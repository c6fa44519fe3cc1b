//! Table selection: turn requested table names into patient-scoped extracts.
//!
//! The selector does not check that the patient exists. It issues one scoped query per table
//! and reports each outcome separately; whether a failed table aborts the request is decided
//! by the caller.

use crate::collaborators::{Query, QueryExecutor, WarehouseError};
use crate::extract::TableExtract;
use std::sync::Arc;
use summary_types::Identifier;

pub struct TableSelector {
    executor: Arc<dyn QueryExecutor>,
    patient_column: Identifier,
}

impl TableSelector {
    pub fn new(executor: Arc<dyn QueryExecutor>, patient_column: Identifier) -> Self {
        Self {
            executor,
            patient_column,
        }
    }

    /// Fetch one table's rows for `patient_id`.
    pub async fn select_one(
        &self,
        database: &Identifier,
        table: &Identifier,
        patient_id: &str,
    ) -> Result<TableExtract, WarehouseError> {
        let query = Query::patient_rows(database, table, &self.patient_column, patient_id);
        let set = self.executor.execute(&query).await?;
        tracing::debug!(
            table = %table,
            rows = set.rows.len(),
            "fetched patient rows"
        );
        Ok(TableExtract::from_result_set(
            database.clone(),
            table.clone(),
            set,
        ))
    }

    /// Fetch every requested table in order, one outcome per table.
    pub async fn select(
        &self,
        database: &Identifier,
        tables: &[Identifier],
        patient_id: &str,
    ) -> Vec<(Identifier, Result<TableExtract, WarehouseError>)> {
        let mut outcomes = Vec::with_capacity(tables.len());
        for table in tables {
            let outcome = self.select_one(database, table, patient_id).await;
            outcomes.push((table.clone(), outcome));
        }
        outcomes
    }
}
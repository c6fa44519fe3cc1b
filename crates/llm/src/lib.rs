//! # Summary LLM
//!
//! [`LlmClient`] implementation for any OpenAI-compatible chat-completions endpoint
//! (hosted gateways, vLLM, Ollama and similar).
//!
//! The client sends one request per call and does not retry. Deadlines are applied by the
//! caller through `summary_core::collaborators::invoke_with_timeout`.

use async_trait::async_trait;
use reqwest::Client;
use serde::{Deserialize, Serialize};
use std::time::Duration;
use summary_core::collaborators::LlmResult;
use summary_core::{CompletionRequest, LlmClient, LlmError};

pub const ENV_LLM_BASE_URL: &str = "LLM_BASE_URL";
pub const ENV_LLM_API_KEY: &str = "LLM_API_KEY";
pub const DEFAULT_LLM_BASE_URL: &str = "http://localhost:11434/v1";

const TEMPERATURE: f32 = 0.2;
const CONNECT_TIMEOUT: Duration = Duration::from_secs(10);

/// Connection settings for the completions endpoint.
#[derive(Clone, Debug, PartialEq, Eq)]
pub struct LlmSettings {
    pub base_url: String,
    pub api_key: Option<String>,
}

impl LlmSettings {
    /// Resolve settings from `LLM_BASE_URL` and `LLM_API_KEY`.
    ///
    /// Blank values count as unset.
    pub fn from_lookup(lookup: impl Fn(&str) -> Option<String>) -> Self {
        let non_blank = |name: &str| lookup(name).filter(|v| !v.trim().is_empty());
        Self {
            base_url: non_blank(ENV_LLM_BASE_URL)
                .unwrap_or_else(|| DEFAULT_LLM_BASE_URL.into())
                .trim_end_matches('/')
                .to_string(),
            api_key: non_blank(ENV_LLM_API_KEY),
        }
    }
}

impl Default for LlmSettings {
    fn default() -> Self {
        Self {
            base_url: DEFAULT_LLM_BASE_URL.into(),
            api_key: None,
        }
    }
}

pub struct HttpLlmClient {
    client: Client,
    settings: LlmSettings,
}

#[derive(Debug, Serialize)]
struct ChatRequest<'a> {
    model: &'a str,
    messages: Vec<ChatMessage<'a>>,
    temperature: f32,
}

#[derive(Debug, Serialize)]
struct ChatMessage<'a> {
    role: &'static str,
    content: &'a str,
}

#[derive(Debug, Deserialize)]
struct ChatResponse {
    #[serde(default)]
    choices: Vec<ChatChoice>,
}

#[derive(Debug, Deserialize)]
struct ChatChoice {
    message: ChoiceMessage,
}

#[derive(Debug, Deserialize)]
struct ChoiceMessage {
    #[serde(default)]
    content: Option<String>,
}

impl HttpLlmClient {
    /// # Errors
    ///
    /// Returns [`LlmError::Transport`] if the HTTP client cannot be built.
    pub fn new(settings: LlmSettings) -> LlmResult<Self> {
        let client = Client::builder()
            .connect_timeout(CONNECT_TIMEOUT)
            .build()
            .map_err(|e| LlmError::Transport(format!("failed to build HTTP client: {e}")))?;
        Ok(Self { client, settings })
    }

    pub fn settings(&self) -> &LlmSettings {
        &self.settings
    }

    fn endpoint(&self) -> String {
        format!("{}/chat/completions", self.settings.base_url)
    }
}

#[async_trait]
impl LlmClient for HttpLlmClient {
    async fn invoke(&self, request: &CompletionRequest) -> LlmResult<String> {
        let mut messages = Vec::with_capacity(2);
        if let Some(system) = request.system_prompt.as_deref() {
            messages.push(ChatMessage {
                role: "system",
                content: system,
            });
        }
        messages.push(ChatMessage {
            role: "user",
            content: &request.prompt,
        });

        let body = ChatRequest {
            model: &request.model,
            messages,
            temperature: TEMPERATURE,
        };

        tracing::debug!(model = %request.model, prompt_len = request.prompt.len(), "invoking model");

        let mut http = self.client.post(self.endpoint()).json(&body);
        if let Some(key) = &self.settings.api_key {
            http = http.bearer_auth(key);
        }

        let response = http
            .send()
            .await
            .map_err(|e| LlmError::Transport(e.to_string()))?;

        let status = response.status();
        if !status.is_success() {
            let message = response.text().await.unwrap_or_default();
            tracing::warn!(model = %request.model, %status, "model API returned an error");
            return Err(LlmError::Api {
                status: status.as_u16(),
                message,
            });
        }

        let parsed: ChatResponse = response
            .json()
            .await
            .map_err(|e| LlmError::Transport(format!("failed to parse model response: {e}")))?;

        parsed
            .choices
            .into_iter()
            .next()
            .and_then(|c| c.message.content)
            .filter(|text| !text.trim().is_empty())
            .ok_or(LlmError::EmptyResponse)
    }
}
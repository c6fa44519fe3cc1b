//! Prompt template rendering.

/// Substitute `{name}` placeholders in one pass.
///
/// Substituted values are never rescanned, so record text that happens to contain `{rows}` or
/// similar cannot expand further. Braces that do not name a known placeholder are kept as-is.
pub fn fill(template: &str, vars: &[(&str, &str)]) -> String {
    let mut out = String::with_capacity(template.len());
    let mut rest = template;

    while let Some(start) = rest.find('{') {
        out.push_str(&rest[..start]);
        let after = &rest[start + 1..];

        let substitution = after.find('}').and_then(|end| {
            let name = &after[..end];
            vars.iter()
                .find(|(key, _)| *key == name)
                .map(|(_, value)| (*value, end))
        });

        match substitution {
            Some((value, end)) => {
                out.push_str(value);
                rest = &after[end + 1..];
            }
            None => {
                out.push('{');
                rest = after;
            }
        }
    }

    out.push_str(rest);
    out
}

/// Whether `template` contains the placeholder `{name}`.
pub fn has_placeholder(template: &str, name: &str) -> bool {
    template.contains(&format!("{{{name}}}"))
}

#[cfg(test)]
mod tests {
    use super::*;

    #[test]
    fn replaces_known_placeholders() {
        let out = fill("Table {table}:\n{rows}", &[("table", "observation"), ("rows", "- a")]);
        assert_eq!(out, "Table observation:\n- a");
    }

    #[test]
    fn does_not_expand_placeholders_inside_values() {
        let out = fill("{rows} / {table}", &[("rows", "note: {table}"), ("table", "t")]);
        assert_eq!(out, "note: {table} / t");
    }

    #[test]
    fn keeps_unknown_braces() {
        let out = fill(
            "Reply as JSON {\"summary\": \"...\"} using {summaries}",
            &[("summaries", "S")],
        );
        assert_eq!(out, "Reply as JSON {\"summary\": \"...\"} using S");
    }

    #[test]
    fn handles_unclosed_brace() {
        assert_eq!(fill("open { brace", &[("x", "y")]), "open { brace");
    }

    #[test]
    fn detects_placeholders() {
        assert!(has_placeholder("a {summaries} b", "summaries"));
        assert!(!has_placeholder("a summaries b", "summaries"));
    }
}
========
# Task directions
Search the entries above for "LlmSettings". Return every line that has it.

# Output below
pub struct LlmSettings {
impl LlmSettings {
impl Default for LlmSettings {
    settings: LlmSettings,
    pub fn new(settings: LlmSettings) -> LlmResult<Self> {
    pub fn settings(&self) -> &LlmSettings {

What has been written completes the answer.